Je reçois dans ma galerie d'art contemporain, à une heure de creux (13 h) un gus bien sous tout rapport qui semble s'intéresser aux œuvres, il le fait intelligemment, ça sonne vrai.. Puis il engage la conversation sur le mode intello disert et aimable, en le cas sur la religion -je lui ai dit que j'étais prof de philo- protestant, fervent lecteur de métaphysique et un peu dissident, son discours est assez au point, plein d'humour etc... Il en profite pour s'asseoir et je lui propose un café.
Il est aussi un sportif (plongeur sous marin) et affirme-t-il, est venu à un congrès. Son âge ? Difficile à évaluer, la grande quarantaine; il est à la fois passe partout et hors norme, intéressant, cultivé. Puis il s'en va ou fait semblant car sur le pas de la porte, m'annonce qu'il vient aussi pour un "cercle" car il veut gagner un peu d'argent et il est sûr de son coup," de l'argent, on peut difficilement s'en passer même si on n'y attache pas d'importance, n'est-ce pas?" et il ajoute en riant "c'est la multiplication des pains", j'éclate de rire mais il a réussi à m'intriguer.

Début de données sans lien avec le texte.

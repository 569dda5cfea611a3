//! Presence rule applied to submitted record fields.
//!
//! A required field counts as present only when it holds a non-default
//! value: absent or `null` fields, empty strings, numeric zero, and `NaN`
//! are all treated as missing. Whitespace is not trimmed.

/// Field value that can be checked against the presence rule.
pub trait Presence {
    /// Return `true` when the value satisfies the presence rule.
    fn is_present(&self) -> bool;
}

impl Presence for String {
    fn is_present(&self) -> bool {
        !self.is_empty()
    }
}

impl Presence for f64 {
    fn is_present(&self) -> bool {
        *self != 0.0 && !self.is_nan()
    }
}

impl<T: Presence> Presence for Option<T> {
    fn is_present(&self) -> bool {
        self.as_ref().is_some_and(Presence::is_present)
    }
}

/// Validation failure listing the required fields a candidate lacks.
#[derive(Debug, Clone, PartialEq, Eq, thiserror::Error)]
#[error("missing required fields: {}", .fields.join(", "))]
pub struct MissingFieldsError {
    /// Field names in declaration order.
    pub fields: Vec<&'static str>,
}

impl MissingFieldsError {
    /// Succeed when nothing is missing, otherwise report the gaps.
    pub fn check(fields: Vec<&'static str>) -> Result<(), Self> {
        if fields.is_empty() {
            Ok(())
        } else {
            Err(Self { fields })
        }
    }
}

/// Names of the fields in `fields` that fail the presence rule, in order.
///
/// # Examples
/// ```
/// use user_product_backend::domain::presence::{missing_fields, Presence};
///
/// let name = Some("Ada".to_owned());
/// let age: Option<f64> = Some(0.0);
/// let missing = missing_fields([("name", name.is_present()), ("age", age.is_present())]);
/// assert_eq!(missing, vec!["age"]);
/// ```
pub fn missing_fields<const N: usize>(fields: [(&'static str, bool); N]) -> Vec<&'static str> {
    fields
        .into_iter()
        .filter_map(|(name, present)| (!present).then_some(name))
        .collect()
}
//! HTTP adapter mapping for domain errors.
//!
//! Failures are rendered as `text/plain` bodies holding the error message.
//! Handlers collapse domain errors with [`at_boundary`] before returning them:
//! conflicts keep their message and map to 409, anything else becomes a 500
//! carrying the endpoint's own message.

use actix_web::http::header::ContentType;
use actix_web::{HttpResponse, ResponseError, http::StatusCode};
use tracing::error;

use crate::domain::{Error, ErrorCode, TRACE_ID_HEADER};

/// Convenient result alias for HTTP handlers.
pub type ApiResult<T> = Result<T, Error>;

fn status_for(code: ErrorCode) -> StatusCode {
    match code {
        ErrorCode::InvalidRequest => StatusCode::BAD_REQUEST,
        ErrorCode::Conflict => StatusCode::CONFLICT,
        ErrorCode::ServiceUnavailable => StatusCode::SERVICE_UNAVAILABLE,
        ErrorCode::InternalError => StatusCode::INTERNAL_SERVER_ERROR,
    }
}

impl ResponseError for Error {
    fn status_code(&self) -> StatusCode {
        status_for(self.code())
    }

    fn error_response(&self) -> HttpResponse {
        let mut builder = HttpResponse::build(self.status_code());
        if let Some(id) = self.trace_id() {
            builder.insert_header((TRACE_ID_HEADER, id.to_owned()));
        }

        builder
            .content_type(ContentType::plaintext())
            .body(self.message().to_owned())
    }
}

/// Collapse a domain error into what an endpoint reports.
///
/// Conflicts pass through unchanged. Every other failure is logged and
/// replaced by an internal error whose message `describe` builds from the
/// original; trace identifier and details are carried over.
pub fn at_boundary<F>(err: Error, describe: F) -> Error
where
    F: FnOnce(&Error) -> String,
{
    if err.code() == ErrorCode::Conflict {
        return err;
    }

    error!(
        code = ?err.code(),
        message = err.message(),
        details = ?err.details(),
        trace_id = ?err.trace_id(),
        "request failed"
    );
    let mut internal = Error::internal(describe(&err));
    if let Some(id) = err.trace_id() {
        internal = internal.with_trace_id(id.to_owned());
    }
    match err.details() {
        Some(details) => internal.with_details(details.clone()),
        None => internal,
    }
}

impl From<actix_web::Error> for Error {
    fn from(err: actix_web::Error) -> Self {
        error!(error = %err, "actix error promoted to domain error");
        Self::try_new(ErrorCode::InternalError, err.to_string())
            .unwrap_or_else(|_| Self::internal("Internal server error"))
    }
}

Qu'est-ce qu'un cercle? Il m'explique alors que c'est très simple, avec une mise de 100 E on intègre un cercle de trois dans lequel l'argent est en commun, (chacun a aussi versé 100 E)... à charge pour les membres de recruter également une personne qui va intégrer le cercle et du coup en faire "sortir" celui qui l'a recrutée avec 300 E. et ainsi de suite. J'objecte qu'encore faut-il trouver des gens prêts à donner 100 E comme ça, sans garantie, et que démarche est déplaisante. Lui dément puisque ce n'est pas pour faire perdre mais GAGNER de l'argent qu'on démarche des potes, c'est en somme pour leur rendre service, du reste, il me demande si je veux bien faire partie d'un qui ne fonctionne pas encore très bien. Je lui fais remarquer que le gain pour le recruté est hypothétique mais pour le recruteur, réel, et que cela est gênant. Je lui demande de revenir -pour réfléchir à son histoire-...
C'est en fait une arnaque : il faut toujours recruter de plus en plus, exponentiellement, et on a vite fait le tour de relations, amis, puis de la région entière. Oui m'objecte-t-il à notre second rendez-vous mais c'est exactement le principe des banques sauf que là c'est vous le banquier qui gagnez. Pas faux mais je rétorque que le banquier "vole" ses clients, certes légalement, et ici cela revient au même sauf que les "clients" ne sont que trois au départ. Par exemple je lui demande comment on sait que un tel a été recruté par un tel : ne peut-il y avoir des barons exploitant des naïfs? Ces fameux "cercles bloqués" qu'il a maladroitement déplorés, ne sont-ce pas tout simplement des gogos qui n'ont pas réussi à en trouver un autre et/ou qui ont été piégés par des faux recruteurs de leur cercle qui agiraient de ça de là pour pomper 300 E à chaque fois ? Visiblement la question l'embarrasse et il se découvre soudain un rendez-vous urgent. "Vous n'êtes pas obligée de tout savoir ni de le dire" me lance-t-il toutefois avant de partir, légèrement; en d'autres termes, il me propose de faire partie des filous (?)
Peu de temps après, c'est moi qui le contacte car je subodore encore d'autres dessous cachés et ne me trompe pas, apparemment il a eu maille à partir avec la justice, et ô stupeur, avec un aplomb dont je ne croyais capables que des tueurs professionnels, joue les étonnés, non, il ne me connaît pas, il ne voit pas qui je suis, ce que je veux dire, qu'est-ce que c'est que ces histoires de cercles? il ne m'a jamais vue, je dois rêver (?) ou le confondre (!) d'ailleurs, c'est simple, il revient d'un voyage à l'étranger etc.. Hallucinant, un comédien hors pair. A savoir.